Having seen your post about how you mistreated a kitten that came into your garden, I reckon several animals would be a damn sight safer if you did do a long distance sponsor


----------



## Lavenderb (Jan 27, 2009)

Why didnt you just buy a goldfish....didnt you do any research before you got the rabbits....so you would know they can be skittish.


----------



## labyrinth001 (Aug 6, 2011)

Well, you made the choice to take in this pigeon and turn the run into its home until it gets better, so you'll have to make due for now. How much longer do you think you'll have it? Is there any wildlife sanctuary around you that can take it in for you? They could probably provide it with proper care and caging, better than anyone else, and you could have your run back for your rabbits.

I agree that you should just pick up the rabbits as quickly as possible w/o making it a huge chase scene, then give them their treats when they get back into the shed. That way they can expect something nice when they get in there, at least. But really, I don't suggest taking in any more animals unless you know you'll be able to provide proper space for ALL of them without sacrificing your other pets' space.

As for expecting back from your pets...I have a lovebird that hates hands and so I can't do anything with her at all. Complete opposite of my last bird that was attached to me, but I love her anyway and provide her with everything she needs, knowing I will never get love in return from her. Lord knows how much I've spent on toys for her so she doesn't get bored...I just like to know she's happy and taken care of, even if she tries to bite me whenever I go near the cage


----------



## MrRustyRead (Mar 14, 2011)

Wobbles said:


> I can't connect the run to the shed, they had a run connected to the shed but it has been turned into a pigeon cage. Their run is now a bit further down , there is _no way_ I can connect the two. They have to be picked up to put in it and out again. My rabbits normally like being picked up and cuddled, just not when they know I'm going to lock them in the shed for the night. I'm not really p'd off with them, hell they got a bowl of salad and fruit for giving me the runaround, I'm just rather quick tempered and got wound up as they wouldn't come near me and I desperately wanted to watch something on tv. *I do expect something back off my pets though, petting/hugs/cuddles otherwise what is the point in having them? What is the fun in owning a pet that doesn't want to know you? If I just wanted to pay for something and never get to actually hold it or interact with it*, I'd just do one of those adopt a dolphin/tiger/whatever.


Well maybe you should of done some research as rabbits certainly arent that, they arent domesticated like cats and dogs so dont like cuddles etc like they do.

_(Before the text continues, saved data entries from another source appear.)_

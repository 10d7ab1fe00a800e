//! Branch-mutating git actions.
//!
//! Each action invokes git, and only when git exits with 0 brings the usage
//! store in line with what git did. The returned [`GitCommandResult`] carries
//! the message block the session shows and the status the process exits with.

use crate::core::{
    error::Result,
    git::{GitCommandResult, GitRepo},
    store::UsageStore,
};

fn now_millis() -> i64 {
    chrono::Utc::now().timestamp_millis()
}

fn is_option(argument: &str) -> bool {
    argument.starts_with('-')
}

/// `git switch <args>`. The switch is recorded only when the arguments are a
/// single branch name.
pub fn switch_branch(repo: &GitRepo, store: &UsageStore, args: &[String]) -> Result<GitCommandResult> {
    let result = repo.run("switch", args)?;

    let branch_name = match args {
        [name] if !is_option(name) => Some(name.as_str()),
        _ => None,
    };

    if let (true, Some(name)) = (result.success(), branch_name) {
        store.record_switch(name, now_millis())?;
    }

    Ok(result)
}

/// `git switch --create <args>`, recording the first argument as the new branch
pub fn create_branch(repo: &GitRepo, store: &UsageStore, args: &[String]) -> Result<GitCommandResult> {
    let mut switch_args = vec!["--create".to_string()];
    switch_args.extend_from_slice(args);

    let result = repo.run("switch", &switch_args)?;

    if let (true, Some(name)) = (result.success(), args.first()) {
        store.record_switch(name, now_millis())?;
    }

    Ok(result)
}

/// `git branch --move <old> <new>`
pub fn rename_branch(
    repo: &GitRepo,
    store: &UsageStore,
    old_name: &str,
    new_name: &str,
) -> Result<GitCommandResult> {
    let args = ["--move".to_string(), old_name.to_string(), new_name.to_string()];
    let mut result = repo.run("branch", &args)?;

    if result.success() {
        store.rename(old_name, new_name)?;
        result.message.push("Renamed.".to_string());
    }

    Ok(result)
}

/// `git branch --delete <names...>`
pub fn delete_branches(repo: &GitRepo, store: &UsageStore, names: &[String]) -> Result<GitCommandResult> {
    let mut args = vec!["--delete".to_string()];
    args.extend_from_slice(names);

    let result = repo.run("branch", &args)?;

    if result.success() {
        store.remove(names)?;
    }

    Ok(result)
}
//! Core functionality for git-jump.
//!
//! This module holds the branch-switching engine: key decoding, fuzzy
//! ranking, list generation, the usage store, git orchestration and the
//! render engine, plus the error, config and update-check plumbing.

pub mod actions;
pub mod colors;
pub mod config;
pub mod dirs;
pub mod error;
pub mod fuzzy;
pub mod git;
pub mod keys;
pub mod list;
pub mod output;
pub mod render;
pub mod state;
pub mod store;
pub mod templates;
pub mod update;
pub mod views;

// === Error handling ===
pub use error::{JumpError, Result};

// === Input ===
// Raw terminal bytes -> key tokens -> logical keys
pub use keys::{decode, parse_keys, Key};

// === Ranking and list ===
pub use fuzzy::fuzzy_score;
pub use list::{compute_window, generate_list, quick_select_entries, LinesWindow};

// === State ===
pub use state::{BranchRecord, CurrentHead, EntryKind, ListEntry, Scene, SessionState};

// === Repository and persistence ===
pub use git::{GitCommandResult, GitRepo};
pub use store::{BranchUsage, UsageMap, UsageStore};

// === Rendering ===
pub use colors::strip_ansi_codes;
pub use render::{RenderState, Renderer};

// === Config and updates ===
pub use config::{Config, RepositoryConfig};
pub use update::UpdateCheck;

no matter how much ive tried mine dont, but i get the enjoyment by sitting and watching them and even sitting in the runs and seeing how they interact with me when i sit still. animals werent made for our amusement.


----------



## Lopside (Mar 20, 2012)

Well that is a really selfish attitude to pet ownership. I love watching my rabbits relaxing and being themselves, I get joy from caring for them properly. They don't have to sit on my knee and perform to my expectations for me to love them. If this disillusionment continues with your rabbits will they end up in a rescue centre?


----------



## MrRustyRead (Mar 14, 2011)

Lopside said:


> Well that is a really selfish attitude to pet ownership. I love watching my rabbits relaxing and being themselves, I get joy from caring for them properly. They don't have to sit on my knee and perform to my expectations for me to love them. If this disillusionment continues with your rabbits will they end up in a rescue centre?


na prob sold on gumtree


----------



## Lopside (Mar 20, 2012)

MrRustyRead said:


> Well maybe you should of done some research as rabbits certainly arent that, they arent domesticated like cats and dogs so dont like cuddles etc like they do.
> 
> no matter how much ive tried mine dont, but i get the enjoyment by sitting and watching them and even sitting in the runs and seeing how they interact with me when i sit still. animals werent made for our amusement.

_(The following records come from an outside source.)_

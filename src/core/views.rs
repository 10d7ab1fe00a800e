//! Line builders for the two scenes.
//!
//! Everything here is a pure function of the session state: it returns the
//! lines to paint and leaves cursor handling to the render engine.

use crate::core::{
    colors::{bold, dim, display_width, highlight, pad_end, pad_start, strip_ansi_codes, truncate},
    list::{compute_window, quick_select_entries, LinesWindow},
    state::{BranchRecord, CurrentHead, EntryKind, SessionState},
};

/// Left column holding the quick-select digit
pub const INDEX_PADDING: &str = "   ";
const INDEX_COLUMN_WIDTH: usize = 3;
const MORE_INDICATOR_WIDTH: usize = 5;
const MORE_INDICATOR: &str = "   ↓ ";
const SEARCH_PLACEHOLDER: &str = "Search";
const HINT_MIN_WIDTH: usize = 25;
const DETACHED_SUFFIX: &str = "(detached)";
/// Left margin of the message scene
pub const MESSAGE_MARGIN: &str = "  ";

#[derive(Debug, Clone, Copy, PartialEq, Eq)]
struct Layout {
    name_width: usize,
    /// Room for the head line, which is never padded
    head_width: usize,
    /// Spacing after the name plus the more-indicator column
    indicator_width: usize,
}

fn calculate_layout(state: &SessionState) -> Layout {
    let longest_name = state
        .branches
        .iter()
        .map(|branch| display_width(&branch.name))
        .max()
        .unwrap_or(0);

    let head_width = state
        .columns
        .saturating_sub(INDEX_COLUMN_WIDTH + MORE_INDICATOR_WIDTH);
    let name_width = head_width.min(longest_name);

    Layout {
        name_width,
        head_width,
        indicator_width: state.columns.saturating_sub(INDEX_COLUMN_WIDTH + name_width),
    }
}

pub fn quick_select_modifier() -> &'static str {
    if cfg!(target_os = "macos") {
        "⌥"
    } else {
        "Alt"
    }
}

fn view_head_name(head: &CurrentHead, width: usize) -> String {
    let suffix_width = DETACHED_SUFFIX.len() + 1;
    if !head.is_detached() || width <= suffix_width {
        return bold(&truncate(head.name(), width));
    }

    format!(
        "{} {}",
        bold(&truncate(head.name(), width - suffix_width)),
        dim(DETACHED_SUFFIX)
    )
}

fn view_branch(branch: &BranchRecord, quick_index: usize, layout: &Layout) -> String {
    let index = if quick_index < 10 {
        format!(" {} ", dim(&quick_index.to_string()))
    } else {
        INDEX_PADDING.to_string()
    };

    format!(
        "{index}{}",
        pad_end(&truncate(&branch.name, layout.name_width), layout.name_width)
    )
}

fn view_list_lines(state: &SessionState, layout: &Layout) -> Vec<String> {
    let mut quick_index = 0;

    state
        .list
        .iter()
        .map(|entry| match &entry.kind {
            EntryKind::Head(head) => {
                format!("{INDEX_PADDING}{}", view_head_name(head, layout.head_width))
            }
            EntryKind::Branch(branch) => {
                let line = view_branch(branch, quick_index, layout);
                quick_index += 1;
                line
            }
        })
        .collect()
}

fn add_scroll_indicator(line: String, index: usize, total: usize, window: &LinesWindow, layout: &Layout) -> String {
    if index == window.bottom && window.bottom < total.saturating_sub(1) {
        return format!("{line}{}", dim(&pad_start(MORE_INDICATOR, layout.indicator_width)));
    }
    line
}

/// Windowed branch lines with the highlighted one colored
pub fn view_list(state: &SessionState) -> Vec<String> {
    let layout = calculate_layout(state);
    let total = state.list.len();
    let window = compute_window(total, state.highlighted, state.rows);

    view_list_lines(state, &layout)
        .into_iter()
        .enumerate()
        .map(|(index, line)| {
            let line = if index == state.highlighted {
                // nested SGR resets would cut the highlight short
                highlight(&strip_ansi_codes(&line))
            } else {
                line
            };
            add_scroll_indicator(line, index, total, &window, &layout)
        })
        .skip(window.top)
        .take(window.bottom + 1 - window.top)
        .collect()
}

fn view_quick_select_hint(max_index: usize, width: usize) -> String {
    let trailing = if max_index > 0 {
        format!("..{max_index}")
    } else {
        String::new()
    };

    dim(&pad_start(
        &format!("{}+0{trailing} quick select ", quick_select_modifier()),
        width,
    ))
}

fn search_width(state: &SessionState) -> usize {
    state
        .columns
        .saturating_sub(INDEX_PADDING.len())
        .min(display_width(&state.query).max(SEARCH_PLACEHOLDER.len()))
}

pub fn view_search_line(state: &SessionState) -> String {
    let width = search_width(state);

    let search = if state.query.is_empty() {
        dim(&pad_end(SEARCH_PLACEHOLDER, width))
    } else {
        pad_end(&truncate(&state.query, width), width)
    };

    let line = format!("{INDEX_PADDING}{search}");
    let hint_width = state.columns.saturating_sub(INDEX_PADDING.len() + width);

    if hint_width < HINT_MIN_WIDTH {
        return line;
    }

    let quick = quick_select_entries(&state.list);
    if quick.is_empty() {
        return line;
    }

    format!("{line}{}", view_quick_select_hint(quick.len() - 1, hint_width))
}

/// Search bar followed by the visible part of the list
pub fn view_list_scene(state: &SessionState) -> Vec<String> {
    std::iter::once(view_search_line(state))
        .chain(view_list(state))
        .collect()
}

/// Screen column (1-based) of the search bar's text cursor
pub fn search_cursor_column(state: &SessionState) -> usize {
    let before_cursor = &state.query[..state.cursor_byte_offset()];
    INDEX_PADDING.len() + display_width(before_cursor) + 1
}

/// One name per line and a trailing empty line, for pipes and `--list`
pub fn view_non_interactive_list(state: &SessionState) -> Vec<String> {
    state
        .list
        .iter()
        .map(|entry| match &entry.kind {
            EntryKind::Head(head) => view_head_name(head, usize::MAX),
            EntryKind::Branch(branch) => branch.name.clone(),
        })
        .chain(std::iter::once(String::new()))
        .collect()
}

/// Word-wrapped message block framed by blank lines
pub fn view_message(message: &[String], columns: usize) -> Vec<String> {
    let width = columns.saturating_sub(MESSAGE_MARGIN.len()).max(1);
    let options = textwrap::Options::new(width)
        .break_words(false)
        .word_separator(textwrap::WordSeparator::AsciiSpace)
        .wrap_algorithm(textwrap::WrapAlgorithm::FirstFit);

    let body = message.iter().flat_map(|line| {
        if line.is_empty() {
            vec![String::new()]
        } else {
            textwrap::wrap(line, &options)
                .into_iter()
                .map(|wrapped| wrapped.into_owned())
                .collect()
        }
    });

    std::iter::once(String::new())
        .chain(body.map(|line| format!("{MESSAGE_MARGIN}{line}")))
        .chain([String::new(), String::new()])
        .collect()
}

ANIMALS WEREN'T MADE FOR OUR AMUSEMENT....100% agree. They are not toys to be discarded of when we outgrow them or get bored of them.


----------



## MrRustyRead (Mar 14, 2011)

Lopside said:


> ANIMALS WEREN'T MADE FOR OUR AMUSEMENT....100% agree. They are not toys to be discarded of when we outgrow them or get bored of them.


im absolutely SICK of humans thinking they are higher up than animals! we are all equal! no one is more important than the other.


----------



## Jazzy (Apr 15, 2009)

I'm lucky I don't have to catch mine, she's got the run of the back garden most of the day and then when it starts going dark she puts herself back in her hutch.


----------



## Wobbles (Jun 2, 2011)

No animals weren't made for our amusement, but I still don't see the point in wanting to keep an animal that won't let you near it - why bother? You may as well be content to just go out and watch them in the wild in that case. 

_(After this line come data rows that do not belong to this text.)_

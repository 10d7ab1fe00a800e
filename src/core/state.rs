//! Session data structures.
//!
//! # Public API
//! - [`BranchRecord`]: A local branch with its last switch timestamp
//! - [`CurrentHead`]: What the repository has checked out
//! - [`ListEntry`] / [`EntryKind`]: One ranked line of the branch list
//! - [`Scene`]: Which screen the render engine draws
//! - [`SessionState`]: Everything the key handlers mutate

/// A local branch as read from `refs/heads`
#[derive(Debug, Clone, PartialEq, Eq)]
pub struct BranchRecord {
    pub name: String,
    /// Epoch millis of the last switch through git-jump, 0 when never recorded
    pub last_switch: i64,
}

/// The checked-out commit: either a branch or a detached short hash
#[derive(Debug, Clone, PartialEq, Eq)]
pub enum CurrentHead {
    Branch { name: String },
    Detached { sha: String },
}

impl CurrentHead {
    pub fn is_detached(&self) -> bool {
        matches!(self, CurrentHead::Detached { .. })
    }

    /// Branch name when attached, short hash when detached
    pub fn name(&self) -> &str {
        match self {
            CurrentHead::Branch { name } => name,
            CurrentHead::Detached { sha } => sha,
        }
    }

    pub fn branch_name(&self) -> Option<&str> {
        match self {
            CurrentHead::Branch { name } => Some(name),
            CurrentHead::Detached { .. } => None,
        }
    }
}

#[derive(Debug, Clone, PartialEq)]
pub enum EntryKind {
    Head(CurrentHead),
    Branch(BranchRecord),
}

/// A ranked list line, regenerated from scratch on every query change
#[derive(Debug, Clone, PartialEq)]
pub struct ListEntry {
    pub kind: EntryKind,
    pub score: f64,
}

impl ListEntry {
    pub fn is_head(&self) -> bool {
        matches!(self.kind, EntryKind::Head(_))
    }

    /// The name to hand to `git switch`, or the head's own name
    pub fn target_name(&self) -> &str {
        match &self.kind {
            EntryKind::Head(head) => head.name(),
            EntryKind::Branch(branch) => &branch.name,
        }
    }

    pub fn last_switch(&self) -> i64 {
        match &self.kind {
            EntryKind::Head(_) => 0,
            EntryKind::Branch(branch) => branch.last_switch,
        }
    }
}

#[derive(Debug, Clone, Copy, PartialEq, Eq)]
pub enum Scene {
    List,
    Message,
}

#[derive(Debug, Clone)]
pub struct SessionState {
    pub rows: usize,
    pub columns: usize,
    pub highlighted: usize,
    pub branches: Vec<BranchRecord>,
    pub head: CurrentHead,
    pub query: String,
    /// Cursor offset inside `query`, counted in chars
    pub cursor: usize,
    pub list: Vec<ListEntry>,
    pub scene: Scene,
    pub message: Vec<String>,
    pub interactive: bool,
}

impl SessionState {
    pub fn new(head: CurrentHead, branches: Vec<BranchRecord>) -> Self {
        Self {
            rows: 24,
            columns: 80,
            highlighted: 0,
            branches,
            head,
            query: String::new(),
            cursor: 0,
            list: Vec::new(),
            scene: Scene::List,
            message: Vec::new(),
            interactive: true,
        }
    }

    /// Byte offset in `query` of the char offset `cursor`
    pub fn cursor_byte_offset(&self) -> usize {
        self.query
            .char_indices()
            .nth(self.cursor)
            .map_or(self.query.len(), |(offset, _)| offset)
    }

    pub fn query_len(&self) -> usize {
        self.query.chars().count()
    }

    pub fn show_message(&mut self, message: Vec<String>) {
        self.scene = Scene::Message;
        self.message = message;
    }

    pub fn highlighted_entry(&self) -> Option<&ListEntry> {
        self.list.get(self.highlighted)
    }

    pub fn highlight_previous(&mut self) -> bool {
        let previous = self.highlighted.saturating_sub(1);
        let moved = previous != self.highlighted;
        self.highlighted = previous;
        moved
    }

    pub fn highlight_next(&mut self) -> bool {
        let next = (self.highlighted + 1).min(self.list.len().saturating_sub(1));
        let moved = next != self.highlighted;
        self.highlighted = next;
        moved
    }

    // Query editing. Every method reports whether the query text changed;
    // cursor-only moves report whether the cursor moved.

    pub fn insert_text(&mut self, text: &str) -> bool {
        if text.is_empty() {
            return false;
        }
        let offset = self.cursor_byte_offset();
        self.query.insert_str(offset, text);
        self.cursor += text.chars().count();
        true
    }

    /// Remove the char before the cursor
    pub fn delete_backward(&mut self) -> bool {
        if self.cursor == 0 {
            return false;
        }
        self.cursor -= 1;
        self.remove_chars(self.cursor, self.cursor + 1)
    }

    /// Remove the char under the cursor
    pub fn delete_forward(&mut self) -> bool {
        if self.cursor >= self.query_len() {
            return false;
        }
        self.remove_chars(self.cursor, self.cursor + 1)
    }

    pub fn delete_word_backward(&mut self) -> bool {
        let start = self.previous_word_start();
        let end = self.cursor;
        self.cursor = start;
        self.remove_chars(start, end)
    }

    pub fn clear_query(&mut self) -> bool {
        self.cursor = 0;
        let changed = !self.query.is_empty();
        self.query.clear();
        changed
    }

    pub fn kill_to_end(&mut self) -> bool {
        let end = self.query_len();
        self.remove_chars(self.cursor, end)
    }

    pub fn move_left(&mut self) -> bool {
        self.move_cursor_to(self.cursor.saturating_sub(1))
    }

    pub fn move_right(&mut self) -> bool {
        self.move_cursor_to((self.cursor + 1).min(self.query_len()))
    }

    pub fn move_home(&mut self) -> bool {
        self.move_cursor_to(0)
    }

    pub fn move_end(&mut self) -> bool {
        self.move_cursor_to(self.query_len())
    }

    pub fn move_word_left(&mut self) -> bool {
        self.move_cursor_to(self.previous_word_start())
    }

    pub fn move_word_right(&mut self) -> bool {
        self.move_cursor_to(self.next_word_end())
    }

    fn move_cursor_to(&mut self, position: usize) -> bool {
        let moved = position != self.cursor;
        self.cursor = position;
        moved
    }

    fn remove_chars(&mut self, start: usize, end: usize) -> bool {
        if start >= end {
            return false;
        }
        self.query = self
            .query
            .chars()
            .enumerate()
            .filter(|(index, _)| *index < start || *index >= end)
            .map(|(_, ch)| ch)
            .collect();
        true
    }

    /// Skip separators left of the cursor, then the word before them
    fn previous_word_start(&self) -> usize {
        let chars: Vec<char> = self.query.chars().collect();
        let mut position = self.cursor.min(chars.len());

        while position > 0 && !is_word_char(chars[position - 1]) {
            position -= 1;
        }
        while position > 0 && is_word_char(chars[position - 1]) {
            position -= 1;
        }
        position
    }

    fn next_word_end(&self) -> usize {
        let chars: Vec<char> = self.query.chars().collect();
        let mut position = self.cursor.min(chars.len());

        while position < chars.len() && !is_word_char(chars[position]) {
            position += 1;
        }
        while position < chars.len() && is_word_char(chars[position]) {
            position += 1;
        }
        position
    }
}

fn is_word_char(ch: char) -> bool {
    ch.is_alphanumeric()
}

I wasn't chasing my rabbits, they just refused to move from the back of the run. It will be getting another door put in it when I can, so I can get them from any place in it.

No they won't be going on gumtree/preloved or anywhere else (got them from there though!), I love them and don't get bored of them. Just cos I got wound up that I couldn't catch them to put them away for the night, doesn't mean I'm bored of them - it means I was cross that I was late to watch my tv show,but nothing else. I posted on here, wondering if someone had some genius way of getting a rabbit out of a run that is all. 

Pidgey is staying permanently, his owner does not want him back, there is nowhere to take him to and everyone likes him. He has a good home. 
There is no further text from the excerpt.